Nor is there necessarily safety in numbers, no matter how numerous or how
skilled your companions. Once you lower your butt into a small boat you're
mostly on your own. The buck stops where you sit. It's your butt that's on
the line, too. Good guidebooks can help you stay out of trouble, but they
can't save you from yourself. There's just no substitute for good
judgement.
Now, with those cautionary words in mind, let's take a closer look at a
real thoroughbred. He's a little long in tooth, but you can still see the
form that made him a champion. And speaking of form, guidebooks may not win
Nobel Prizes for literature, but that doesn't mean they're all the same.
Most fall into one of three categories. The first is the
nothing-but-the-facts-ma'am school. These are spare and straightforward
books that tell you where to go, how to get there, and what to expect when
you arrive. Their authors' motto might well be taken from the Adirondack
Mountain Club's Canoe Guide to Western and Central New York State,
itself an excellent example of the type: "What the buyer wants from a
guidebook is a clear, simple, and above all, accurate description of the
canoe trip to be taken."
Well, yes, that's true of some guidebook purchasers, certainly.
But many readers want more from paddling than a change of scene and a
pounding pulse. Maybe you're one of them. If you are if you like to
know more about a river than the location of the put-in and the difficulty
of the rapids then books like the Appalachian Mountain Club's
Quiet Water series merit your attention. The New York Canoe
Guide, in particular, is a sort of latter-day Walden with maps.
The authors' short "nature essays" are excellent introductions to the world
glimpsed from a seat on the water, and I'll have more to say about their
book in a later article. Today, however, I'd like to consider an example
drawn from the third school of guidebook writing the guidebook as
gateway to history.
These books won't appeal to everyone. Some paddlers are perfectly happy
carving endless figure-eights in flooded quarries, or seeing how many times
they can cheat death in Class V-VI drops. For a few of us, however, the
real lure of waterways is the window they open on forgotten scenes from our
species' collective past. Tamia and I have explored this subject at length
elsewhere.
For the present, though, it's enough to note that writers haven't
altogether neglected the interests of history buffs.
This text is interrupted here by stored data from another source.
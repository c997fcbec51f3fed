//! Derived acquisition view.
//!
//! An [`AcquisitionDescriptor`] is a cheap typed projection of one
//! `Acquisition` node: everything the pixel decoder and the compositor need,
//! resolved once from the property maps of the node and its relatives.

use chrono::{DateTime, FixedOffset};

use crate::error::FormatError;

use super::graph::{
    MetadataGraph, MetadataNode, NodeKind, FIELD_CHANNEL_LABEL, FIELD_CHANNEL_NAME,
    FIELD_DATA_END_OFFSET, FIELD_DATA_START_OFFSET, FIELD_DESCRIPTION, FIELD_MAX_X, FIELD_MAX_Y,
    FIELD_SHOT_DISTANCE_X, FIELD_SHOT_DISTANCE_Y, FIELD_SLIDE_X_POS, FIELD_SLIDE_Y_POS,
    FIELD_START_TIMESTAMP, FIELD_VALUE_BYTES,
};

/// Pixel size assumed when the acquisition does not record shot distances.
const DEFAULT_PIXEL_SIZE_UM: f64 = 1.0;

/// Value width assumed when the acquisition does not record one.
const DEFAULT_VALUE_BYTES: u32 = 4;

/// Channel records describing row coordinates rather than measurements.
const COORDINATE_CHANNELS: [&str; 3] = ["X", "Y", "Z"];

// =============================================================================
// ChannelInfo
// =============================================================================

/// One measurement channel of an acquisition.
#[derive(Debug, Clone, PartialEq, Eq)]
pub struct ChannelInfo {
    /// Instrument channel name (the metal tag)
    pub name: String,

    /// Display label (the marker target); falls back to the name
    pub label: String,
}

// =============================================================================
// AcquisitionDescriptor
// =============================================================================

/// Typed view over one acquisition's metadata.
///
/// The channel list excludes the X/Y/Z coordinate pseudo-channels the
/// document records alongside the measurement channels; the decoder accounts
/// for those three coordinate values in its row stride instead.
#[derive(Debug, Clone)]
pub struct AcquisitionDescriptor {
    pub id: i64,
    pub description: String,

    /// Byte range of the raw payload within the container
    pub data_start: u64,
    pub data_end: u64,

    /// Width of one stored value in bytes
    pub value_bytes: u32,

    /// Declared pixel geometry
    pub width: usize,
    pub height: usize,

    /// Measurement channels in acquisition order
    pub channels: Vec<ChannelInfo>,

    /// Physical pixel size per axis in microns
    pub pixel_size_x: f64,
    pub pixel_size_y: f64,

    /// Acquisition start timestamp, parsed when possible
    pub timestamp: Option<DateTime<FixedOffset>>,
    pub timestamp_raw: Option<String>,

    /// Stage-space boundary polygon in microns; empty when the acquisition
    /// is not stitchable
    pub boundary_um: Vec<(f64, f64)>,
}

impl AcquisitionDescriptor {
    /// Build the descriptor for one `Acquisition` node.
    ///
    /// # Errors
    /// `MissingField` / `InvalidIntegerField` when the byte range or pixel
    /// geometry is absent or unusable; these make the acquisition undecodable.
    pub fn from_graph(
        graph: &MetadataGraph,
        node: &MetadataNode,
    ) -> Result<Self, FormatError> {
        debug_assert_eq!(node.kind, NodeKind::Acquisition);

        let data_start = required_int(node, FIELD_DATA_START_OFFSET)? as u64;
        let data_end = required_int(node, FIELD_DATA_END_OFFSET)? as u64;
        let width = required_int(node, FIELD_MAX_X)? as usize;
        let height = required_int(node, FIELD_MAX_Y)? as usize;

        let value_bytes = node
            .int_property(FIELD_VALUE_BYTES)
            .map(|v| v.unsigned_abs() as u32)
            .unwrap_or(DEFAULT_VALUE_BYTES);

        let channels = graph
            .children_by_order(node, NodeKind::Channel)
            .into_iter()
            .filter_map(|channel| {
                let name = channel.property(FIELD_CHANNEL_NAME)?.to_string();
                if COORDINATE_CHANNELS.contains(&name.as_str()) {
                    return None;
                }
                let label = channel
                    .property(FIELD_CHANNEL_LABEL)
                    .filter(|l| !l.is_empty())
                    .unwrap_or(&name)
                    .to_string();
                Some(ChannelInfo { name, label })
            })
            .collect();

        let timestamp_raw = node.property(FIELD_START_TIMESTAMP).map(str::to_string);
        let timestamp = timestamp_raw
            .as_deref()
            .and_then(|raw| DateTime::parse_from_rfc3339(raw).ok());

        let boundary_um = boundary_polygon(graph, node);

        Ok(AcquisitionDescriptor {
            id: node.id,
            description: node
                .property(FIELD_DESCRIPTION)
                .unwrap_or_default()
                .to_string(),
            data_start,
            data_end,
            value_bytes,
            width,
            height,
            channels,
            pixel_size_x: node
                .float_property(FIELD_SHOT_DISTANCE_X)
                .filter(|v| *v > 0.0)
                .unwrap_or(DEFAULT_PIXEL_SIZE_UM),
            pixel_size_y: node
                .float_property(FIELD_SHOT_DISTANCE_Y)
                .filter(|v| *v > 0.0)
                .unwrap_or(DEFAULT_PIXEL_SIZE_UM),
            timestamp,
            timestamp_raw,
            boundary_um,
        })
    }

    /// Number of measurement channels (coordinate pseudo-channels excluded).
    pub fn num_channels(&self) -> usize {
        self.channels.len()
    }

    /// Display labels in channel order.
    pub fn channel_labels(&self) -> Vec<String> {
        self.channels.iter().map(|c| c.label.clone()).collect()
    }

    /// Declared payload size in bytes.
    pub fn data_size(&self) -> u64 {
        self.data_end.saturating_sub(self.data_start)
    }

    /// Width of one payload row: x, y, z plus one value per channel.
    pub fn row_bytes(&self) -> u64 {
        (self.num_channels() as u64 + 3) * self.value_bytes as u64
    }

    /// Stage position of the first boundary point, if any.
    pub fn stage_position(&self) -> Option<(f64, f64)> {
        self.boundary_um.first().copied()
    }

    /// Whether this acquisition can take part in stitching.
    pub fn is_stitchable(&self) -> bool {
        !self.boundary_um.is_empty()
    }
}

/// Collect the stage-space boundary polygon from the parent ROI's points,
/// ordered by point order number. Points without both coordinates are
/// dropped; an acquisition without a parent ROI yields an empty polygon.
fn boundary_polygon(graph: &MetadataGraph, node: &MetadataNode) -> Vec<(f64, f64)> {
    let Some(roi) = graph.parent_of(node, NodeKind::AcquisitionRoi) else {
        return Vec::new();
    };

    graph
        .children_by_order(roi, NodeKind::RoiPoint)
        .into_iter()
        .filter_map(|point| {
            Some((
                point.float_property(FIELD_SLIDE_X_POS)?,
                point.float_property(FIELD_SLIDE_Y_POS)?,
            ))
        })
        .collect()
}

fn required_int(node: &MetadataNode, field: &'static str) -> Result<i64, FormatError> {
    match node.property(field) {
        None => Err(FormatError::MissingField {
            record: node.kind.tag(),
            field,
        }),
        Some(value) => value
            .trim()
            .parse()
            .map_err(|_| FormatError::InvalidIntegerField {
                record: node.kind.tag(),
                field: field.to_string(),
                value: value.to_string(),
            }),
    }
}

// =============================================================================
// Tests
// =============================================================================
Indeed, some of the
best guidebooks have been written with them in mind.
Paul Jamieson's Adirondack Canoe Waters: North Flow, Third
Edition (Adirondack Mountain Club, 1988; revised 1994) is a case in point.
The author of this guide to the waterways of the St. Lawrence and Lake
Champlain Basins of the Adirondacks was for many years a professor of
English at St. Lawrence University in Canton, New York. He was already
an old man in 1975, when the first edition of North Flow appeared.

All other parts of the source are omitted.